*** Excerpted data Section Begins ***
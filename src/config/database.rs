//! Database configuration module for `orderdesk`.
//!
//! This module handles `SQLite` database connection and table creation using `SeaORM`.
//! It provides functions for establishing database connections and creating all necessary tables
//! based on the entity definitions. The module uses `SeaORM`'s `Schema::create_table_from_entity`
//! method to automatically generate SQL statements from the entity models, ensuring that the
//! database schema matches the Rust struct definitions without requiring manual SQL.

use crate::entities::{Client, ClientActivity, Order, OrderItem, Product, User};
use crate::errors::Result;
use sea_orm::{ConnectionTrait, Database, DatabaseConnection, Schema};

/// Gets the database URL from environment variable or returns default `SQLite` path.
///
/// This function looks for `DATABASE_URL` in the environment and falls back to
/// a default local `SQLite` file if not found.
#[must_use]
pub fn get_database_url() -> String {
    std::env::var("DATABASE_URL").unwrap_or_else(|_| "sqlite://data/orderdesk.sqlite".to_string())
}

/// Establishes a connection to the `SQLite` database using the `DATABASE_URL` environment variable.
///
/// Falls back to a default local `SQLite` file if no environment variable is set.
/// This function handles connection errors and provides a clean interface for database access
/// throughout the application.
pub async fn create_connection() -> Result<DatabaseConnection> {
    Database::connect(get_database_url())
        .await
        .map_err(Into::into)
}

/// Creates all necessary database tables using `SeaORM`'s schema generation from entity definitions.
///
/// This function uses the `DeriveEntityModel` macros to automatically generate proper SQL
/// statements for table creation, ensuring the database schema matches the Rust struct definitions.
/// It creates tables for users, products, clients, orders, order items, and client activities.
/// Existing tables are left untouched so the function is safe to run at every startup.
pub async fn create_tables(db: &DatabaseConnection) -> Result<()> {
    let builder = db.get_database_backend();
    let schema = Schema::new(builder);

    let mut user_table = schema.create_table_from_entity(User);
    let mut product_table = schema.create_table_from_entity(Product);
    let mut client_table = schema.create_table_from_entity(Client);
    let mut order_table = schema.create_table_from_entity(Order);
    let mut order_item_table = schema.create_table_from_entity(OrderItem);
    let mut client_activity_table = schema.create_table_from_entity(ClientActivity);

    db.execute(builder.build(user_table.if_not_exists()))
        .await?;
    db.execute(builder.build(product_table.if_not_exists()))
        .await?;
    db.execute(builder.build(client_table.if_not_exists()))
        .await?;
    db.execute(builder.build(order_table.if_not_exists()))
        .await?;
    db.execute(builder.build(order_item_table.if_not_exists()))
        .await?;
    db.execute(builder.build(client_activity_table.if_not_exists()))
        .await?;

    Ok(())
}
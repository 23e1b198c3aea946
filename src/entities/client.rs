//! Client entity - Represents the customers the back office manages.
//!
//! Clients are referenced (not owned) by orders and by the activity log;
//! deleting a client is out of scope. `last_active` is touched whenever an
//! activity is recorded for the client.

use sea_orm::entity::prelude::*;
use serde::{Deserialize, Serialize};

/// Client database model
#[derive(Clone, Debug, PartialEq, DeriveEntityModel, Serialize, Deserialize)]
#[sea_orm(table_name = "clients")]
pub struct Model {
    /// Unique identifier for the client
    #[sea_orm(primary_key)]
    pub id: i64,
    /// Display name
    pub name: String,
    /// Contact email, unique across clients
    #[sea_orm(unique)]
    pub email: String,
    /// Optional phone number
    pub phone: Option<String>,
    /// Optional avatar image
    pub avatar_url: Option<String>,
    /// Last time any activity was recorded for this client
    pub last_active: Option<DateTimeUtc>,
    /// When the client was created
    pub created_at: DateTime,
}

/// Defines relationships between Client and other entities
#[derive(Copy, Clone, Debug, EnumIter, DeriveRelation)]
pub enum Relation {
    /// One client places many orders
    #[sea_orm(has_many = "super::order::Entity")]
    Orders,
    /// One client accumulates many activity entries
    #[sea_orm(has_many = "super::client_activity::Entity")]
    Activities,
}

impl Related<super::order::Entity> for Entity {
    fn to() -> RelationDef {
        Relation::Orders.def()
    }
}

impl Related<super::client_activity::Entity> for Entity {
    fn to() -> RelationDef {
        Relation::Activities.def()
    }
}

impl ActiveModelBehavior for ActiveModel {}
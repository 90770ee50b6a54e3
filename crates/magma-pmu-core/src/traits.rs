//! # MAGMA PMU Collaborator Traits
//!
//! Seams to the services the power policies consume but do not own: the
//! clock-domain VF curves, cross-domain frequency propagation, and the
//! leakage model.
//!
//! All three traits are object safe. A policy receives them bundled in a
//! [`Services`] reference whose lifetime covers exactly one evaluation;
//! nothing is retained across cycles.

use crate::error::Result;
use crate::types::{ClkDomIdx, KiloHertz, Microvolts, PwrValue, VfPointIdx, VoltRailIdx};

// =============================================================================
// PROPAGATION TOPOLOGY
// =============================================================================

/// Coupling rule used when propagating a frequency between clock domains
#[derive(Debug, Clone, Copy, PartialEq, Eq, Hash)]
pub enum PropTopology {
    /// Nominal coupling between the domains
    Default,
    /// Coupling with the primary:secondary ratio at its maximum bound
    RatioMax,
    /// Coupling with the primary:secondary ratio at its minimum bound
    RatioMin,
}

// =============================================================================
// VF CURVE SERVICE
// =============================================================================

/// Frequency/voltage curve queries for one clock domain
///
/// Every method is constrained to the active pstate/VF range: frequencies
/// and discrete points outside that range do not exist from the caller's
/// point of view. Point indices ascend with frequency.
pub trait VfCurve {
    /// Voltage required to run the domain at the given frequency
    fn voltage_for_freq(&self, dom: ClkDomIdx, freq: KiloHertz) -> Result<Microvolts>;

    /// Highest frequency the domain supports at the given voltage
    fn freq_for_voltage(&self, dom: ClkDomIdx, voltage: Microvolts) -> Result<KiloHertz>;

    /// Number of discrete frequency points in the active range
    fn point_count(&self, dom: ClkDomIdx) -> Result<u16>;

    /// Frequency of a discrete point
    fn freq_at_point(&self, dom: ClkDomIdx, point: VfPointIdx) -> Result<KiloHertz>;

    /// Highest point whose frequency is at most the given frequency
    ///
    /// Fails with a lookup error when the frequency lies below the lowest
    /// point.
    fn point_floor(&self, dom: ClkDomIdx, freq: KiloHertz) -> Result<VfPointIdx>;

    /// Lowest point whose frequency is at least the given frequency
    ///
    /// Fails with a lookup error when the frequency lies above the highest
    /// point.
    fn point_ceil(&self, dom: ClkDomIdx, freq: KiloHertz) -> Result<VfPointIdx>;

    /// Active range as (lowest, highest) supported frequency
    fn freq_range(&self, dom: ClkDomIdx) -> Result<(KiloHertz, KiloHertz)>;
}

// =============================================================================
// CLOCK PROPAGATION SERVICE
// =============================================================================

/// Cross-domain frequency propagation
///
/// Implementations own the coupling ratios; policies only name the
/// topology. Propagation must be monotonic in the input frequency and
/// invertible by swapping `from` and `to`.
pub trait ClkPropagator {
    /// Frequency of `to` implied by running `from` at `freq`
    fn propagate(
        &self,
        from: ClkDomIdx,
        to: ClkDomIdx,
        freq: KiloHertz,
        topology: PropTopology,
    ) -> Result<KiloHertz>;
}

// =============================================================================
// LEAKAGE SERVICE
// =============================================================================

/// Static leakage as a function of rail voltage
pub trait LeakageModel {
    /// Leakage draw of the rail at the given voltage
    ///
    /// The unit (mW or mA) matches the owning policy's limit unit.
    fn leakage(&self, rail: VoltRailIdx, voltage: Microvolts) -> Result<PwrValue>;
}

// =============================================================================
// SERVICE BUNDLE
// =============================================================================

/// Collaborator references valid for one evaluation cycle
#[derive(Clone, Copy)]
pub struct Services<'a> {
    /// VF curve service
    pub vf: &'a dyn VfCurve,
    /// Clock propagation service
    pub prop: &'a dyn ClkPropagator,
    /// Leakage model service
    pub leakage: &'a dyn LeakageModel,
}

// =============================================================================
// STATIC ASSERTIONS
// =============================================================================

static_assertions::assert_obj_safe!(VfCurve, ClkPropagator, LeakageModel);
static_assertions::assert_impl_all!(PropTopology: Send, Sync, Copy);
*** Excerpted data Section Ends ***
> [Task requirements] Copy out the lines above that hold the string "variable".

> [Solution to the exercise]
/// Gets the database URL from environment variable or returns default `SQLite` path.
/// Establishes a connection to the `SQLite` database using the `DATABASE_URL` environment variable.
/// Falls back to a default local `SQLite` file if no environment variable is set.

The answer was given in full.